Records excerpted from a collection
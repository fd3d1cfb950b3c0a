//! Per-agent and global transmission capacity enforcement.
//!
//! The original scenario config carries an `AGENT_LIMITS_KW` table keyed by
//! role, but no code path in `orchestrator.py` actually consults it — offers
//! and requests are capped only by what the agent itself reports. This
//! module is a genuine addition: it generalizes the teacher's Gate-A/B
//! constraint style (`scheduler::constraints_ok`, `planner::sizing`'s
//! budget-then-allocate shape) into a role-aware cap that the auction engine
//! applies before matching.

use crate::config::RoleLimits;
use crate::registry::Role;
use crate::state::{HouseholdState, ProducerState, StorageState};

pub struct CapacityEnforcer {
    limits: RoleLimits,
    transmission_limit_kw: f64,
    battery_capacity_kwh: f64,
    battery_charge_rate_kw: f64,
}

impl CapacityEnforcer {
    pub fn new(limits: RoleLimits, transmission_limit_kw: f64) -> Self {
        Self::with_battery_params(limits, transmission_limit_kw, 0.0, 0.0)
    }

    /// `battery_capacity_kwh`/`battery_charge_rate_kw` come from
    /// `config::HouseholdsConfig` and feed the `planned_battery_charge` term
    /// in [`Self::effective_household_sell_kwh`] (spec.md §4.6).
    pub fn with_battery_params(
        limits: RoleLimits,
        transmission_limit_kw: f64,
        battery_capacity_kwh: f64,
        battery_charge_rate_kw: f64,
    ) -> Self {
        Self {
            limits,
            transmission_limit_kw,
            battery_capacity_kwh,
            battery_charge_rate_kw,
        }
    }

    pub fn transmission_limit_kw(&self) -> f64 {
        self.transmission_limit_kw
    }

    fn role_limit_kw(&self, role: Role, is_prosumer: bool) -> f64 {
        match role {
            Role::Household if is_prosumer => self.limits.prosumer_kw,
            Role::Household => self.limits.consumer_kw,
            Role::Producer => self.limits.producer_kw,
            Role::Storage => self.limits.storage_kw,
        }
    }

    /// Effective sell-side limit for a household acting as a prosumer:
    /// `prod_kwh` minus what it needs for its own demand and minus
    /// `planned_battery_charge` (spec.md §4.6: `min(surplus, charge_rate,
    /// remaining_capacity)`, the battery topping itself up before surplus
    /// goes on the market), capped at its role limit.
    pub fn effective_household_sell_kwh(&self, household: &HouseholdState) -> f64 {
        let demand_use = household.demand_kwh.min(household.prod_kwh);
        let surplus = (household.prod_kwh - household.demand_kwh).max(0.0);
        let remaining_capacity = (self.battery_capacity_kwh - household.battery_kwh).max(0.0);
        let planned_battery_charge = surplus.min(self.battery_charge_rate_kw).min(remaining_capacity);
        let internal_use = demand_use + planned_battery_charge;
        let available = (household.prod_kwh - internal_use).max(0.0);
        available.min(self.role_limit_kw(Role::Household, true))
    }

    pub fn effective_household_buy_kwh(&self, household: &HouseholdState) -> f64 {
        household
            .net_demand_kwh()
            .min(self.role_limit_kw(Role::Household, false))
    }

    pub fn effective_producer_sell_kwh(&self, producer: &ProducerState) -> f64 {
        if !producer.is_operational {
            return 0.0;
        }
        producer.prod_kwh.min(self.role_limit_kw(Role::Producer, false))
    }

    /// The 20% reserve floor applies to every storage seller, emergency-only
    /// units included (spec.md §8 invariant 10): only the *eligibility*
    /// threshold differs between unit kinds, never the deliverable amount.
    pub fn effective_storage_sell_kwh(&self, storage: &StorageState) -> f64 {
        storage
            .available_for_sale()
            .min(self.role_limit_kw(Role::Storage, false))
    }

    pub fn effective_storage_buy_kwh(&self, storage: &StorageState) -> f64 {
        (storage.cap_kwh - storage.soc_kwh)
            .max(0.0)
            .min(self.role_limit_kw(Role::Storage, false))
    }
}
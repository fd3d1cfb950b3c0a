//! Seller/buyer classification and the greedy matching pass.
//!
//! Classification thresholds and the matching algorithm are grounded on
//! `original_source/agents/grid_node/orchestrator.py`'s round body: a
//! producer sells when it is operational and producing more than a noise
//! floor; a household sells its surplus when it is a prosumer; storage sells
//! when nearly full (or, during an emergency, whenever any producer is
//! down and it still holds charge above the emergency floor). Matching
//! itself sorts a buyer's eligible sellers by `(price, id)` and greedily
//! fills demand, capping at the transmission limit and recording a
//! `TransmissionLimitHit` event whenever a cap — not a price mismatch —
//! is the reason a buyer went unfilled.

use std::collections::HashSet;

use crate::capacity::CapacityEnforcer;
use crate::events::{Event, EventKind, EventSink};
use crate::ledger::{Allocation, RoundLedger};
use crate::registry::ParticipantId;
use crate::state::{HouseholdState, ProducerState, StorageState};
use crate::time::RoundId;

/// Minimum production/surplus considered non-noise, mirroring the `0.01`
/// epsilon used throughout the original's classification checks.
const NOISE_FLOOR_KWH: f64 = 0.01;

/// Storage is treated as "nearly full" (and therefore a non-emergency
/// seller) at or above this state of charge.
const STORAGE_SELL_THRESHOLD_PCT: f64 = 95.0;

/// During an emergency, storage keeps selling down to this floor rather than
/// the full 95% threshold, trading a larger emergency reserve for keeping
/// the lights on.
const STORAGE_EMERGENCY_FLOOR_PCT: f64 = 20.0;

/// During an emergency, storage keeps buying until it reaches this state of
/// charge rather than the normal 95% cutoff.
const STORAGE_EMERGENCY_BUY_CEILING_PCT: f64 = 99.0;

/// A fulfillment percentage at or above this value counts as a full match
/// for blackout/reliability accounting (resolved to 99.0, not the 99.9
/// threshold seen in the original's print-only branch — see DESIGN.md).
pub const FULL_MATCH_THRESHOLD_PCT: f64 = 99.0;

#[derive(Clone, Copy, Debug, PartialEq, Eq)]
pub enum ParticipantRole {
    Producer,
    Prosumer,
    StorageUnit,
}

#[derive(Clone, Debug)]
pub struct SellCandidate {
    pub id: ParticipantId,
    pub role: ParticipantRole,
    pub available_kwh: f64,
}

#[derive(Clone, Debug)]
pub struct BuyCandidate {
    pub id: ParticipantId,
    pub need_kwh: f64,
}

#[derive(Default)]
pub struct Classification {
    pub sellers: Vec<SellCandidate>,
    pub buyers: Vec<BuyCandidate>,
}

pub struct AuctionEngine<'a> {
    capacity: &'a CapacityEnforcer,
}

impl<'a> AuctionEngine<'a> {
    pub fn new(capacity: &'a CapacityEnforcer) -> Self {
        Self { capacity }
    }

    pub fn classify(
        &self,
        households: &[(ParticipantId, HouseholdState)],
        producers: &[(ParticipantId, ProducerState)],
        storage: &[(ParticipantId, StorageState)],
        any_producer_failed: bool,
        emergency_only_storage: &HashSet<ParticipantId>,
    ) -> Classification {
        let mut out = Classification::default();

        for (id, p) in producers {
            if p.is_operational && p.prod_kwh > NOISE_FLOOR_KWH {
                let available = self.capacity.effective_producer_sell_kwh(p);
                if available > NOISE_FLOOR_KWH {
                    out.sellers.push(SellCandidate {
                        id: id.clone(),
                        role: ParticipantRole::Producer,
                        available_kwh: available,
                    });
                }
            }
        }

        for (id, h) in households {
            if h.is_prosumer() && h.net_surplus_kwh() > NOISE_FLOOR_KWH {
                let available = self.capacity.effective_household_sell_kwh(h);
                if available > NOISE_FLOOR_KWH {
                    out.sellers.push(SellCandidate {
                        id: id.clone(),
                        role: ParticipantRole::Prosumer,
                        available_kwh: available,
                    });
                }
            }
            if h.net_demand_kwh() > NOISE_FLOOR_KWH {
                out.buyers.push(BuyCandidate {
                    id: id.clone(),
                    need_kwh: self.capacity.effective_household_buy_kwh(h),
                });
            }
        }

        for (id, s) in storage {
            let soc_pct = s.soc_pct();
            let is_emergency_only = emergency_only_storage.contains(id);

            let is_seller = if is_emergency_only {
                any_producer_failed && soc_pct > STORAGE_EMERGENCY_FLOOR_PCT
            } else {
                soc_pct >= STORAGE_SELL_THRESHOLD_PCT
            };
            if is_seller {
                let available = self.capacity.effective_storage_sell_kwh(s);
                if available > NOISE_FLOOR_KWH {
                    out.sellers.push(SellCandidate {
                        id: id.clone(),
                        role: ParticipantRole::StorageUnit,
                        available_kwh: available,
                    });
                }
            }

            let is_buyer = if is_emergency_only {
                soc_pct < STORAGE_EMERGENCY_BUY_CEILING_PCT && !any_producer_failed
            } else {
                soc_pct < STORAGE_SELL_THRESHOLD_PCT
            };
            if is_buyer {
                let need = self.capacity.effective_storage_buy_kwh(s);
                if need > NOISE_FLOOR_KWH {
                    out.buyers.push(BuyCandidate {
                        id: id.clone(),
                        need_kwh: need,
                    });
                }
            }
        }

        out
    }

    /// Runs the greedy matching pass over a ledger whose offers and requests
    /// have already been collected. Buyers are processed in arrival order —
    /// the order their `energy_request` reached the coordinator, per
    /// spec.md §4.3/§5 — not sorted by id; each buyer's eligible sellers are
    /// sorted by `(price asc, seller id asc)` and filled until its need, the
    /// seller's remaining offer, or the transmission budget is exhausted.
    pub fn run_match(
        &self,
        round_id: RoundId,
        ledger: &mut RoundLedger,
        sink: &dyn EventSink,
    ) {
        let transmission_limit = self.capacity.transmission_limit_kw();

        let buyer_ids: Vec<ParticipantId> = ledger.requests.iter().map(|r| r.buyer.clone()).collect();

        for buyer in buyer_ids {
            let request = ledger.request_for(&buyer).cloned().expect("buyer present");

            let mut sellers: Vec<(f64, ParticipantId, f64)> = ledger
                .offers
                .values()
                .filter(|o| {
                    ledger.remaining_for_seller(&o.seller) > NOISE_FLOOR_KWH
                        && o.price <= request.price_max
                })
                .map(|o| (o.price, o.seller.clone(), o.price))
                .collect();
            // Tie-break on (price, id): Vec<(f64, ParticipantId, f64)> sorts
            // lexicographically by the derived Ord-compatible tuple below.
            sellers.sort_by(|a, b| {
                a.0.partial_cmp(&b.0)
                    .unwrap_or(std::cmp::Ordering::Equal)
                    .then_with(|| a.1.cmp(&b.1))
            });

            for (price, seller, _) in sellers {
                let remaining_need = request.need_kwh - ledger.received_by_buyer(&buyer);
                let remaining_transmission =
                    (transmission_limit - ledger.transmission_used_by_buyer(&buyer)).max(0.0);
                if remaining_need <= NOISE_FLOOR_KWH || remaining_transmission <= 0.0 {
                    break;
                }

                let seller_available = ledger.remaining_for_seller(&seller);
                let intended = remaining_need.min(seller_available);
                let amount = intended.min(remaining_transmission);

                if amount <= 0.0 {
                    continue;
                }

                if amount < intended {
                    sink.log_event(
                        Event::new(
                            EventKind::TransmissionLimitHit,
                            format!("{buyer} capped by transmission limit buying from {seller}"),
                        )
                        .with_round(round_id)
                        .with_agent(buyer.to_string()),
                    );
                }

                ledger.record_allocation(Allocation {
                    seller: seller.clone(),
                    buyer: buyer.clone(),
                    kwh: amount,
                    price,
                });

                sink.log_event(
                    Event::new(
                        EventKind::Matched,
                        format!("{buyer} bought {amount:.3} kWh from {seller} @ {price:.3}"),
                    )
                    .with_round(round_id)
                    .with_agent(buyer.to_string())
                    .with_price(price),
                );
            }
        }
    }

    /// Fulfillment percentage for a buyer given how much it received versus
    /// what it asked for. Callers treat `>= FULL_MATCH_THRESHOLD_PCT` as a
    /// full match.
    pub fn fulfillment_pct(received_kwh: f64, need_kwh: f64) -> f64 {
        if need_kwh <= 0.0 {
            100.0
        } else {
            ((received_kwh / need_kwh) * 100.0).min(100.0)
        }
    }
}
//! Addressed, best-effort, per-sender-ordered message transport between the
//! coordinator and participant agents.
//!
//! The original source dispatched on a free-form `msg_type` string pulled out
//! of an XMPP stanza. Per the redesign flag in spec.md §9 this core instead
//! uses a tagged [`Message`] enum: the payload shape is checked once, at
//! construction, rather than on every read. Delivery itself follows the
//! teacher's `PairExecutorRouter` pattern — one inbox per participant, built
//! from a `tokio::mpsc` pair, looked up by id rather than by trading pair.

use std::collections::HashMap;

use parking_lot::Mutex;
use tokio::sync::mpsc::{self, Receiver, Sender};

use crate::registry::ParticipantId;
use crate::time::RoundId;

pub const INBOX_CAPACITY: usize = 256;

#[derive(Clone, Debug)]
pub struct StatusReport {
    pub demand_kwh: f64,
    pub prod_kwh: f64,
    pub battery_kwh: f64,
}

#[derive(Clone, Debug)]
pub struct ProductionReport {
    pub prod_kwh: f64,
}

#[derive(Clone, Debug)]
pub struct BatteryStatus {
    pub soc_kwh: f64,
    pub cap_kwh: f64,
}

/// `register_storage`'s payload (spec.md §6). `emergency_only` is set once at
/// registration and never revisited by later `statusBattery` reports, which
/// carry only the physical state — see `registry::ParticipantRegistry`'s
/// dedicated emergency-only set.
#[derive(Clone, Debug)]
pub struct StorageRegistration {
    pub capacity_kwh: f64,
    pub emergency_only: bool,
}

#[derive(Clone, Debug)]
pub struct EnvironmentUpdate {
    pub sim_day: u32,
    pub sim_hour: u32,
}

#[derive(Clone, Debug)]
pub struct CallForOffers {
    pub round_id: RoundId,
    pub deadline_ms: u64,
    pub is_buyer_invite: bool,
    pub is_seller_invite: bool,
}

#[derive(Clone, Debug)]
pub struct EnergyRequest {
    pub round_id: RoundId,
    pub need_kwh: f64,
    pub price_max: f64,
}

#[derive(Clone, Debug)]
pub struct EnergyOffer {
    pub round_id: RoundId,
    pub offer_kwh: f64,
    pub price: f64,
}

#[derive(Clone, Debug)]
pub struct DeclinedOffer {
    pub round_id: RoundId,
}

#[derive(Clone, Debug)]
pub struct ControlCommand {
    pub round_id: RoundId,
    pub counterparty: ParticipantId,
    pub kwh: f64,
    pub price: f64,
}

#[derive(Clone, Debug)]
pub struct OfferAccept {
    pub round_id: RoundId,
    pub counterparty: ParticipantId,
    pub kwh: f64,
    pub price: f64,
}

/// The wire message catalogue from spec.md §6, tagged so dispatch is a
/// single `match` rather than a string comparison.
#[derive(Clone, Debug)]
pub enum Message {
    RegisterHousehold,
    RegisterProducer,
    RegisterStorage(StorageRegistration),
    StatusReport(StatusReport),
    ProductionReport(ProductionReport),
    StatusBattery(BatteryStatus),
    EnvironmentUpdate(EnvironmentUpdate),
    RequestEnvironmentUpdate,
    CallForOffers(CallForOffers),
    EnergyRequest(EnergyRequest),
    EnergyOffer(EnergyOffer),
    DeclinedOffer(DeclinedOffer),
    ControlCommand(ControlCommand),
    OfferAccept(OfferAccept),
}

/// An envelope pairs a message with who sent it, which is all the bus itself
/// needs to know to route; message bodies carry any round/target fields they
/// need internally.
#[derive(Clone, Debug)]
pub struct Envelope {
    pub from: ParticipantId,
    pub message: Message,
}

/// Routes messages to per-participant inboxes, delivered best-effort and in
/// the order a given sender enqueued them (guaranteed by the inbox's own
/// `mpsc` FIFO semantics; no ordering is guaranteed *across* senders).
///
/// A full inbox or a missing/dead receiver both count as best-effort
/// delivery failure: the message is dropped and logged, never retried,
/// mirroring the original's fire-and-forget agent messaging.
#[derive(Default)]
pub struct MessageBus {
    inboxes: Mutex<HashMap<ParticipantId, Sender<Envelope>>>,
}

impl MessageBus {
    pub fn new() -> Self {
        Self::default()
    }

    /// Registers a new inbox for `id`, returning the receiving half for the
    /// agent task to poll. Re-registering an id replaces its old sender,
    /// which naturally closes the previous receiver's channel.
    pub fn register(&self, id: ParticipantId) -> Receiver<Envelope> {
        let (tx, rx) = mpsc::channel(INBOX_CAPACITY);
        self.inboxes.lock().insert(id, tx);
        rx
    }

    /// Attempts delivery to `to`'s inbox. Returns `false` (and logs) if the
    /// participant is unknown, its inbox is full, or its receiver has been
    /// dropped.
    pub fn send(&self, to: &ParticipantId, from: ParticipantId, message: Message) -> bool {
        let tx = self.inboxes.lock().get(to).cloned();
        let Some(tx) = tx else {
            tracing::warn!(to = %to, "message dropped: unknown recipient");
            return false;
        };
        match tx.try_send(Envelope { from, message }) {
            Ok(()) => true,
            Err(e) => {
                tracing::warn!(to = %to, error = %e, "message dropped: inbox unavailable");
                self.inboxes.lock().remove(to);
                false
            }
        }
    }

    /// Broadcasts to every id in `targets`, returning how many deliveries
    /// succeeded. Used for call-for-offers fan-out.
    pub fn broadcast(
        &self,
        targets: impl IntoIterator<Item = ParticipantId>,
        from: ParticipantId,
        message: Message,
    ) -> usize {
        targets
            .into_iter()
            .filter(|to| self.send(to, from.clone(), message.clone()))
            .count()
    }

    pub fn is_registered(&self, id: &ParticipantId) -> bool {
        self.inboxes.lock().contains_key(id)
    }
}

#[cfg(test)]
mod tests {
    use super::*;

    #[tokio::test]
    async fn send_delivers_into_the_registered_inbox() {
        let bus = MessageBus::new();
        let household = ParticipantId::new("household-1");
        let mut rx = bus.register(household.clone());

        let delivered = bus.send(
            &household,
            ParticipantId::new("coordinator"),
            Message::RequestEnvironmentUpdate,
        );
        assert!(delivered);

        let envelope = rx.recv().await.expect("message present");
        assert_eq!(envelope.from, ParticipantId::new("coordinator"));
    }

    #[tokio::test]
    async fn send_to_unknown_recipient_fails_without_panicking() {
        let bus = MessageBus::new();
        let delivered = bus.send(
            &ParticipantId::new("ghost"),
            ParticipantId::new("coordinator"),
            Message::RequestEnvironmentUpdate,
        );
        assert!(!delivered);
    }

    #[tokio::test]
    async fn broadcast_counts_only_successful_deliveries() {
        let bus = MessageBus::new();
        let a = ParticipantId::new("a");
        let _rx_a = bus.register(a.clone());

        let delivered = bus.broadcast(
            [a, ParticipantId::new("missing")],
            ParticipantId::new("coordinator"),
            Message::RequestEnvironmentUpdate,
        );
        assert_eq!(delivered, 1);
    }

    #[tokio::test]
    async fn re_registering_closes_the_previous_receiver() {
        let bus = MessageBus::new();
        let id = ParticipantId::new("household-1");
        let mut old_rx = bus.register(id.clone());
        let _new_rx = bus.register(id.clone());

        assert!(old_rx.recv().await.is_none());
    }
}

— THE TASK —
Check the records above and copy each line that has the string "BuyCandidate".

— ANSWER SECTION —
pub struct BuyCandidate {
    pub buyers: Vec<BuyCandidate>,
                out.buyers.push(BuyCandidate {
                    out.buyers.push(BuyCandidate {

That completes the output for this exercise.